**Saved data entries:**
..........

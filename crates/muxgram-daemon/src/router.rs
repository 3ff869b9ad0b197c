//! The event router: consumes hook events and chat updates, enforces the
//! session lifecycle, and performs all side-effects.
//!
//! Per-event failures never tear the daemon down; only store errors
//! propagate, because the daemon cannot run without consistent durable
//! state. Chat and multiplexer failures are logged (and, on the inbound
//! path, reported to the user in the thread).

use std::collections::{HashMap, HashSet};
use std::path::PathBuf;
use std::sync::atomic::{AtomicUsize, Ordering};
use std::sync::{Arc, Mutex as StdMutex, PoisonError};

use chrono::Utc;
use tokio::sync::RwLock;
use tracing::{debug, error, info, warn};

use muxgram_config::BridgeConfig;
use muxgram_core::{
    classify, ApprovalDecision, ApprovalId, ApprovalRecord, ApprovalStatus, BridgeEvent,
    CallbackData, ChatCommand, Envelope, EventMeta, InputSource, OutboundEvent, PaneTarget,
    SessionId, SessionRecord, SessionStatus,
};
use muxgram_inject::{ControlKey, Multiplexer, PaneAddress};
use muxgram_ipc::Broadcaster;
use muxgram_store::{SessionSeed, SessionStore, StoreResult};
use muxgram_telegram::{Button, ChatAdapter, ChatUpdate};

use crate::caches::{TtlCache, TtlSet};
use crate::coordinator::{Flight, TopicCoordinator, WaitError};
use crate::render;

/// The router and its in-memory caches.
///
/// Caches live here, not as module state; the store is the source of
/// truth and every cache is rebuilt lazily on miss.
pub struct Router {
    config: BridgeConfig,
    store: Arc<SessionStore>,
    chat: Arc<dyn ChatAdapter>,
    mux: Arc<dyn Multiplexer>,
    broadcaster: Broadcaster,
    coordinator: TopicCoordinator,
    thread_cache: RwLock<HashMap<SessionId, i64>>,
    tmux_cache: RwLock<HashMap<SessionId, PaneAddress>>,
    dedup: StdMutex<TtlSet<String>>,
    tool_inputs: StdMutex<TtlCache<String, String>>,
    compacting: StdMutex<HashSet<SessionId>>,
    color_seq: AtomicUsize,
}
//! Durable session and approval state for the muxgram bridge daemon.
//!
//! A single SQLite file (`sessions.db`) holds two tables: `sessions` and
//! `approvals`. Transactions are short and serialized behind a mutex; the
//! store is the source of truth and the daemon's in-memory maps are caches
//! rebuilt from it.
//!
//! Opening the store runs idempotent migrations: missing columns are added
//! with NULL defaults, columns are never dropped or narrowed.

#![deny(unsafe_code)]
#![warn(missing_docs)]
#![deny(clippy::all)]
#![warn(unreachable_pub)]
#![deny(clippy::unwrap_used)]
#![cfg_attr(test, allow(clippy::unwrap_used))]

mod approvals;
mod error;
mod schema;
mod sessions;
mod store;

pub use error::{StoreError, StoreResult};
pub use store::{SessionSeed, SessionStore};
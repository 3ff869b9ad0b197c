//! Classification of inbound chat text into injection commands.

/// What an inbound chat message asks the daemon to do with the pane.
#[derive(Debug, Clone, PartialEq, Eq)]
pub enum ChatCommand {
    /// Send the Escape key (stop the current turn).
    Interrupt,
    /// Send Control-C (kill the foreground process).
    Kill,
    /// Forward the rest as a slash command typed into the CLI.
    Forward(String),
    /// Inject the text literally and submit it.
    Literal(String),
}

/// Words that map to the Escape key.
const INTERRUPT_WORDS: &[&str] = &["stop", "cancel", "abort", "esc", "escape"];

/// Words that map to Control-C.
const KILL_WORDS: &[&str] = &["kill", "exit", "quit", "ctrl+c", "ctrl-c", "^c"];

/// Classify one chat message.
///
/// Matching is case-insensitive and tolerates a single leading `/` (chat
/// clients autocomplete slash commands). Anything that is not a recognised
/// control word or a `cc ` forward is injected literally, preserving the
/// original casing and inner whitespace.
#[must_use]
pub fn classify(text: &str) -> ChatCommand {
    let trimmed = text.trim();
    let bare = trimmed.strip_prefix('/').unwrap_or(trimmed);
    let lowered = bare.to_lowercase();

    if INTERRUPT_WORDS.contains(&lowered.as_str()) {
        return ChatCommand::Interrupt;
    }
    if KILL_WORDS.contains(&lowered.as_str()) {
        return ChatCommand::Kill;
    }
    if bare.is_char_boundary(3) && bare.len() >= 3 {
        let (head, rest) = bare.split_at(3);
        // The forwarded command is taken from the unlowered form; it is
        // typed into the CLI verbatim.
        if head.eq_ignore_ascii_case("cc ") && !rest.trim().is_empty() {
            return ChatCommand::Forward(rest.trim().to_string());
        }
    }
    ChatCommand::Literal(trimmed.to_string())
}
//! Event-to-chat rendering.
//!
//! Pure text shaping: terminal control sequences are stripped, oversized
//! tool payloads truncated, code fenced, and common tool verbs reduced to
//! a one-line preview. Nothing here talks to the network.

use std::sync::LazyLock;

use regex::Regex;
use serde_json::Value;

use muxgram_core::CompactTrigger;
use muxgram_telegram::format::{code_block, html_escape, inline_code, markdown_to_html};

/// Longest tool output shown before truncation.
pub const TOOL_OUTPUT_LIMIT: usize = 3000;

/// Longest tool-argument preview on a `tool_start` line.
pub const TOOL_PREVIEW_LIMIT: usize = 160;

/// Longest "Details" dump; above this even the full view is truncated.
pub const DETAILS_LIMIT: usize = 3500;

/// Remove ANSI escape sequences (CSI, OSC, and two-byte escapes).
#[must_use]
pub fn strip_ansi(text: &str) -> String {
    static ANSI: LazyLock<Regex> = LazyLock::new(|| {
        Regex::new(r"\x1b(?:\[[0-9;?]*[ -/]*[@-~]|\][^\x07\x1b]*(?:\x07|\x1b\\)|[@-Z\\-_])")
            .expect("invalid regex")
    });
    ANSI.replace_all(text, "").into_owned()
}

/// Truncate on a char boundary, appending a marker when anything was cut.
#[must_use]
pub fn truncate(text: &str, max_chars: usize) -> String {
    match text.char_indices().nth(max_chars) {
        None => text.to_string(),
        Some((cut, _)) => format!("{}… [truncated]", &text[..cut]),
    }
}

/// One-line preview of a tool invocation.
///
/// Knows the common verbs; anything else falls back to the first string
/// field of the input, or nothing.
#[must_use]
pub fn tool_preview(tool: &str, input: Option<&Value>) -> String {
    let detail = input.and_then(|input| preview_field(tool, input));
    match detail {
        Some(detail) => format!("{tool}: {}", truncate(&detail, TOOL_PREVIEW_LIMIT)),
        None => tool.to_string(),
    }
}

fn preview_field(tool: &str, input: &Value) -> Option<String> {
    let key = match tool {
        "Read" | "Write" | "Edit" => "file_path",
        "Bash" => "command",
        "Grep" | "Glob" => "pattern",
        "WebFetch" => "url",
        "Task" => "description",
        _ => "",
    };
    if !key.is_empty() {
        if let Some(value) = input.get(key).and_then(Value::as_str) {
            return Some(value.to_string());
        }
    }
    // Fallback: the first string field, in object order.
    input
        .as_object()?
        .values()
        .find_map(|v| v.as_str())
        .map(ToString::to_string)
}

// --- outbound message bodies (Telegram HTML) ---

/// An assistant response, markdown converted.
#[must_use]
pub fn agent_response(text: &str) -> String {
    markdown_to_html(&strip_ansi(text))
}

/// A `tool_start` line.
#[must_use]
pub fn tool_start(tool: &str, input: Option<&Value>) -> String {
    format!("🔧 {}", html_escape(&tool_preview(tool, input)))
}

/// A `tool_result` body with fenced, truncated output.
#[must_use]
pub fn tool_result(tool: Option<&str>, output: &str) -> String {
    let clean = strip_ansi(output);
    let trimmed = clean.trim();
    let label = tool.unwrap_or("tool");
    if trimmed.is_empty() {
        format!("✅ {} finished", html_escape(label))
    } else {
        format!(
            "✅ {}\n{}",
            html_escape(label),
            code_block(&truncate(trimmed, TOOL_OUTPUT_LIMIT))
        )
    }
}

/// A prompt the user typed in the terminal.
#[must_use]
pub fn user_input(text: &str) -> String {
    format!("👤 {}", html_escape(&strip_ansi(text)))
}

/// An error event; the level hint prefixes the text when present.
#[must_use]
pub fn error(message: &str, level: Option<&str>) -> String {
    match level {
        Some(level) => format!(
            "⚠️ <b>{}</b>: {}",
            html_escape(level),
            html_escape(&strip_ansi(message))
        ),
        None => format!("⚠️ {}", html_escape(&strip_ansi(message))),
    }
}

/// A CLI slash command the user ran in the terminal.
#[must_use]
pub fn command(name: &str) -> String {
    format!("▶️ {}", inline_code(&format!("/{}", name.trim_start_matches('/'))))
}

/// Compaction about to run.
#[must_use]
pub fn pre_compact(trigger: CompactTrigger) -> String {
    let how = match trigger {
        CompactTrigger::Auto => "automatic",
        CompactTrigger::Manual => "manual",
    };
    format!("♻️ Context compaction ({how}) starting…")
}

/// Compaction finished (flag cleared by `turn_complete`).
#[must_use]
pub fn compaction_done() -> String {
    "♻️ Context compaction complete".to_string()
}

/// Farewell for an explicit `session_end`.
#[must_use]
pub fn session_farewell() -> String {
    "👋 Session ended".to_string()
}

/// Farewell when the reaper closes an abandoned session.
#[must_use]
pub fn reaped_farewell() -> String {
    "👋 Session ended (terminal closed)".to_string()
}

/// Farewell when the administrator aborts via the approval buttons.
#[must_use]
pub fn aborted_farewell() -> String {
    "🛑 Session aborted".to_string()
}

/// The approval prompt with its verbatim request text.
#[must_use]
pub fn approval_prompt(prompt: &str) -> String {
    format!(
        "<b>Approval required</b>\n{}",
        code_block(&strip_ansi(prompt))
    )
}

/// Outcome line posted after an approval button press.
#[must_use]
pub fn approval_outcome(label: &str) -> String {
    format!("Decision: <b>{}</b>", html_escape(label))
}

/// Full tool-input dump behind a Details button.
#[must_use]
pub fn details_dump(pretty_input: &str) -> String {
    code_block(&truncate(pretty_input, DETAILS_LIMIT))
}

/// User-visible injection failure with recovery advice.
#[must_use]
pub fn injection_failure(hint: &str) -> String {
    format!("❌ Could not send input; {}", html_escape(hint))
}

/// User-visible key-delivery failure.
#[must_use]
pub fn key_failure(key_name: &str, hint: &str) -> String {
    format!(
        "❌ Could not deliver {}; {}",
        html_escape(key_name),
        html_escape(hint)
    )
}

..........

If a line of the records above holds the word "daemon", show it.

filename crates/muxgram-daemon/src/router.rs
//! Per-event failures never tear the daemon down; only store errors
//! propagate, because the daemon cannot run without consistent durable
//! Durable session and approval state for the muxgram bridge daemon.
//! store is the source of truth and the daemon's in-memory maps are caches
/// What an inbound chat message asks the daemon to do with the pane.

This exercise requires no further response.